Ultima is mine, every damn one of them, even the last one when it was so bugged you couldn't find Shamino and so couldn't win. EverQuest is mine, and The Sims. Zelda is mine, and Ocarina of Time is my Zelda. Samorost is mine, and Boomshine, and Grow games. Katamari Damacy is mine. Phoenix Wright is mine. Kingdom of Loathing is mine.
Farmville is mine from the intricate spreadsheets establishing quickest time-to-mastery and the 4am wakeups to harvest a limited-time crop.
Glitch was mine, and always will be in my heart. May it be so again.
Dragon Age is mine, and so is Mass Effect. Journey is mine. So are Railroad Tycoon, World of Goo, and dozens of Big Fish hidden object games. It should go without saying that I own the hell out of Candy Crush, too.
Games are mine from the Space Invaders t-shirt I made myself to wear to E3, all the way to the Zelda cross-stitch map I swear I'll finish one day.
Games are mine because of the games I've made, games that have always pursued a social justice agenda, from Perplex City and our quiet matter-of-fact gay marriages back in 2006, all the way to that game I made called America 2049 that is explicitly and comprehensively about social justice and oppression.

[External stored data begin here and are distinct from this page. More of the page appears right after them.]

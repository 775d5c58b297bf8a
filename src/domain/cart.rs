//! Client-held shopping cart
//!
//! The cart never touches the server: it lives with the client, keyed by
//! (product, size, color), and is persisted through the [`CartStore`] seam so
//! any durable local storage can back it. Two lines for the same product with
//! different sizes or colors stay distinct.

use std::fs;
use std::io;
use std::path::PathBuf;

use rust_decimal::Decimal;
use serde::{Deserialize, Serialize};
use thiserror::Error;
use uuid::Uuid;

use crate::domain::order::OrderItem;
use crate::domain::pricing::{self, PriceBreakdown};
use crate::domain::product::Product;

/// Composite identity of a cart line.
#[derive(Debug, Clone, PartialEq, Eq, Hash, Serialize, Deserialize)]
pub struct LineKey {
    pub product_id: Uuid,
    pub size: String,
    pub color: String,
}

#[derive(Debug, Clone, Serialize, Deserialize)]
pub struct CartLine {
    pub product_id: Uuid,
    pub name: String,
    pub image: String,
    pub price: Decimal,
    pub quantity: u32,
    pub size: String,
    pub color: String,
}

impl CartLine {
    pub fn key(&self) -> LineKey {
        LineKey {
            product_id: self.product_id,
            size: self.size.clone(),
            color: self.color.clone(),
        }
    }

    pub fn line_total(&self) -> Decimal {
        self.price * Decimal::from(self.quantity)
    }
}

#[derive(Debug, Clone, Default, Serialize, Deserialize)]
pub struct Cart {
    lines: Vec<CartLine>,
}

impl Cart {
    pub fn lines(&self) -> &[CartLine] {
        &self.lines
    }

    pub fn is_empty(&self) -> bool {
        self.lines.is_empty()
    }

    pub fn line_count(&self) -> usize {
        self.lines.len()
    }

    pub fn total_quantity(&self) -> u32 {
        self.lines.iter().map(|l| l.quantity).sum()
    }

    /// Adds a product selection; quantities merge when the key already exists.
    pub fn add(&mut self, product: &Product, quantity: u32, size: &str, color: &str) {
        let key = LineKey {
            product_id: product.id,
            size: size.to_string(),
            color: color.to_string(),
        };
        if let Some(existing) = self.lines.iter_mut().find(|l| l.key() == key) {
            existing.quantity += quantity;
            return;
        }
        self.lines.push(CartLine {
            product_id: product.id,
            name: product.name.clone(),
            image: product.image.clone(),
            price: product.price,
            quantity,
            size: size.to_string(),
            color: color.to_string(),
        });
    }

    /// Sets a line's quantity; zero removes the line instead.
    pub fn update_quantity(&mut self, key: &LineKey, quantity: u32) {
        if quantity == 0 {
            self.remove(key);
            return;
        }
        if let Some(line) = self.lines.iter_mut().find(|l| l.key() == *key) {
            line.quantity = quantity;
        }
    }

    pub fn remove(&mut self, key: &LineKey) {
        self.lines.retain(|l| l.key() != *key);
    }

    pub fn clear(&mut self) {
        self.lines.clear();
    }

    pub fn items_price(&self) -> Decimal {
        self.lines.iter().map(CartLine::line_total).sum()
    }

    /// The checkout quote for the current contents.
    pub fn quote(&self) -> PriceBreakdown {
        pricing::quote(self.lines.iter().map(|l| (l.quantity, l.price)))
    }

    /// Snapshots the lines into order items for submission.
    pub fn to_order_items(&self) -> Vec<OrderItem> {
        self.lines
            .iter()
            .map(|l| OrderItem {
                product: l.product_id,
                name: l.name.clone(),
                quantity: l.quantity,
                size: l.size.clone(),
                color: l.color.clone(),
                image: l.image.clone(),
                price: l.price,
            })
            .collect()
    }
}

#[derive(Error, Debug)]
pub enum CartStoreError {
    #[error("Cart storage I/O failed: {0}")]
    Io(#[from] io::Error),

    #[error("Cart storage held malformed data: {0}")]
    Malformed(#[from] serde_json::Error),
}

/// Durable local persistence for a cart, independent of any storage API.
pub trait CartStore {
    fn load(&self) -> Result<Cart, CartStoreError>;
    fn save(&self, cart: &Cart) -> Result<(), CartStoreError>;
}

/// File-backed store writing the cart as a JSON document.
pub struct JsonFileStore {
    path: PathBuf,
}

impl JsonFileStore {
    pub fn new(path: impl Into<PathBuf>) -> Self {
        Self { path: path.into() }
    }
}

impl CartStore for JsonFileStore {
    fn load(&self) -> Result<Cart, CartStoreError> {
        match fs::read(&self.path) {
            Ok(bytes) => Ok(serde_json::from_slice(&bytes)?),
            Err(e) if e.kind() == io::ErrorKind::NotFound => Ok(Cart::default()),
            Err(e) => Err(e.into()),
        }
    }

    fn save(&self, cart: &Cart) -> Result<(), CartStoreError> {
        fs::write(&self.path, serde_json::to_vec(cart)?)?;
        Ok(())
    }
}

#[cfg(test)]
mod tests {
    use super::*;
    use crate::domain::product::Category;
    use chrono::Utc;

    fn product(name: &str, price: i64) -> Product {
        Product {
            id: Uuid::new_v4(),
            name: name.to_string(),
            description: String::new(),
            price: Decimal::new(price, 0),
            category: Category::Clothing,
            sizes: vec!["S".into(), "M".into()],
            colors: vec!["Blue".into()],
            image: "https://example.test/p.jpg".to_string(),
            stock: 10,
            rating: 4.5,
            num_reviews: 3,
            featured: false,
            created_at: Utc::now(),
            updated_at: Utc::now(),
        }
    }

    #[test]
    fn test_same_key_merges_quantity() {
        let p = product("Dress", 500);
        let mut cart = Cart::default();
        cart.add(&p, 1, "M", "Blue");
        cart.add(&p, 2, "M", "Blue");
        assert_eq!(cart.line_count(), 1);
        assert_eq!(cart.lines()[0].quantity, 3);
    }

    #[test]
    fn test_different_size_is_a_distinct_line() {
        let p = product("Dress", 500);
        let mut cart = Cart::default();
        cart.add(&p, 1, "S", "Blue");
        cart.add(&p, 1, "M", "Blue");
        assert_eq!(cart.line_count(), 2);
        assert_eq!(cart.total_quantity(), 2);
    }

    #[test]
    fn test_zero_quantity_removes_the_line() {
        let p = product("Dress", 500);
        let mut cart = Cart::default();
        cart.add(&p, 2, "M", "Blue");
        let key = cart.lines()[0].key();
        cart.update_quantity(&key, 0);
        assert!(cart.is_empty());
    }

    #[test]
    fn test_update_quantity_sets_not_adds() {
        let p = product("Dress", 500);
        let mut cart = Cart::default();
        cart.add(&p, 2, "M", "Blue");
        let key = cart.lines()[0].key();
        cart.update_quantity(&key, 5);
        assert_eq!(cart.lines()[0].quantity, 5);
    }

    #[test]
    fn test_quote_matches_pricing_rules() {
        let mut cart = Cart::default();
        cart.add(&product("Dress", 500), 2, "M", "Blue");
        let q = cart.quote();
        assert_eq!(q.items_price, Decimal::new(1000, 0));
        assert_eq!(q.total_price, Decimal::new(1180, 0));
    }

    #[test]
    fn test_order_items_snapshot_cart_state() {
        let p = product("Dress", 500);
        let mut cart = Cart::default();
        cart.add(&p, 2, "M", "Blue");
        let items = cart.to_order_items();
        assert_eq!(items.len(), 1);
        assert_eq!(items[0].product, p.id);
        assert_eq!(items[0].quantity, 2);
        assert_eq!(items[0].price, p.price);
    }

    #[test]
    fn test_file_store_round_trip() {
        let path = std::env::temp_dir().join(format!("cart-{}.json", Uuid::new_v4()));
        let store = JsonFileStore::new(&path);
        assert!(store.load().unwrap().is_empty());

        let mut cart = Cart::default();
        cart.add(&product("Dress", 500), 1, "M", "Blue");
        store.save(&cart).unwrap();

        let reloaded = store.load().unwrap();
        assert_eq!(reloaded.line_count(), 1);
        assert_eq!(reloaded.lines()[0].name, "Dress");
        fs::remove_file(&path).ok();
    }
}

When I speak about representation of women in games, I am no outsider agitating for changes that would ruin things for core gamers. I am a core gamer, and I am acting to shape an art form I love to promote a world I want to live in.
And when these frightened little boys growl and threaten that feminists are ruining games, what they do not understand is that they are attacking me in my place of strength. They cannot take something away from me, because it is not theirs to take.
Games belong to me. They have always belonged to me. And they always will.